**YOUR TASK**. Here are some records; copy every line that holds the word "false".

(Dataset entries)
▬▬▬

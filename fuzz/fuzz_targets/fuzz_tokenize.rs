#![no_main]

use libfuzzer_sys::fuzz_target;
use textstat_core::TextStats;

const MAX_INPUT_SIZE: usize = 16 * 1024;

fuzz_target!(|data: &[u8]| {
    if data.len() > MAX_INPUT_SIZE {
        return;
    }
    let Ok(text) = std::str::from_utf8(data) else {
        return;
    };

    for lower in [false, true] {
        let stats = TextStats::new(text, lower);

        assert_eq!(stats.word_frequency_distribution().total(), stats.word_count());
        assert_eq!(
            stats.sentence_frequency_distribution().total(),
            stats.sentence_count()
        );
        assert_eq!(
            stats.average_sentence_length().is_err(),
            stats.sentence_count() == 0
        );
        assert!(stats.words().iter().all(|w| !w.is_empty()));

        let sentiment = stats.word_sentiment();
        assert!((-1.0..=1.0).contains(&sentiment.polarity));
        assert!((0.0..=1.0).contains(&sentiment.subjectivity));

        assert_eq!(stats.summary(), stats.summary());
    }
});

▬▬▬

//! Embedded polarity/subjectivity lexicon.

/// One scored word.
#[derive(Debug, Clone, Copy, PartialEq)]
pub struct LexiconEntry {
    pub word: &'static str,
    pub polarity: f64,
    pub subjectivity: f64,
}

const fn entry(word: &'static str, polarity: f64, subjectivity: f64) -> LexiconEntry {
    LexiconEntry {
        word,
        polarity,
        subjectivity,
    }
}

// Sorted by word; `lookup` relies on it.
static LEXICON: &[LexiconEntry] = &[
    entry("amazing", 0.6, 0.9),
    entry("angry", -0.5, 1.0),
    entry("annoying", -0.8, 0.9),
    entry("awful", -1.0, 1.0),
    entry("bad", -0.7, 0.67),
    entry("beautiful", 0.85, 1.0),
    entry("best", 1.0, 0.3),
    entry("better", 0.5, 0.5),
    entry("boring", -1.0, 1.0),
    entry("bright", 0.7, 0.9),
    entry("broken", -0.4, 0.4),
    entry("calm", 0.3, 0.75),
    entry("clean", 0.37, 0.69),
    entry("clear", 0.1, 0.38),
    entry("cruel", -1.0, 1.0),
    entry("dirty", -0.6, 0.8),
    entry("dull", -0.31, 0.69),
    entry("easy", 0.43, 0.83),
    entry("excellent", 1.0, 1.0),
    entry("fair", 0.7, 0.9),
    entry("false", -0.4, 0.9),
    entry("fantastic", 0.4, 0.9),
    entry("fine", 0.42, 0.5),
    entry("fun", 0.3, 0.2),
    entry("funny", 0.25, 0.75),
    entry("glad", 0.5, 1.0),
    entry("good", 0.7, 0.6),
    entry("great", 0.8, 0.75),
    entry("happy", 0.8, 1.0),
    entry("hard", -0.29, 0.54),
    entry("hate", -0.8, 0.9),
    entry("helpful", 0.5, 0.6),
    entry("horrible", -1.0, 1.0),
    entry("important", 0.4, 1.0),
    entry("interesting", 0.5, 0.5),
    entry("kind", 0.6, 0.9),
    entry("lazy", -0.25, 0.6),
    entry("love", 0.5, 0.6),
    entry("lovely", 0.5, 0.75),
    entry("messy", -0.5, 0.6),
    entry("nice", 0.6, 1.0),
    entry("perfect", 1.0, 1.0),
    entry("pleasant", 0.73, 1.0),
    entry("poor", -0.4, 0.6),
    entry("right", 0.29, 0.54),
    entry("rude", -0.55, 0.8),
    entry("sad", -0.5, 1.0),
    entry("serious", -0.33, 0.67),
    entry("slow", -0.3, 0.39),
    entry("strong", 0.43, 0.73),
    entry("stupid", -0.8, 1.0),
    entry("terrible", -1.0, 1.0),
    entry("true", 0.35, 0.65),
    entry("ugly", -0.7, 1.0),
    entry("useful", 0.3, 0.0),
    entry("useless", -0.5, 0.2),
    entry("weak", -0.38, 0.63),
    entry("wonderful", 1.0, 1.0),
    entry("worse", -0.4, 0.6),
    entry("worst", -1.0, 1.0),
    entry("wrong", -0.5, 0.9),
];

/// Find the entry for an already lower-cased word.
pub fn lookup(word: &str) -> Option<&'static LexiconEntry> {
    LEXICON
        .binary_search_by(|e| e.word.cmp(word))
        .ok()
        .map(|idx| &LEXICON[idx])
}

▬▬▬

**WRITTEN ANSWER**.
    for lower in [false, true] {
    entry("false", -0.4, 0.9),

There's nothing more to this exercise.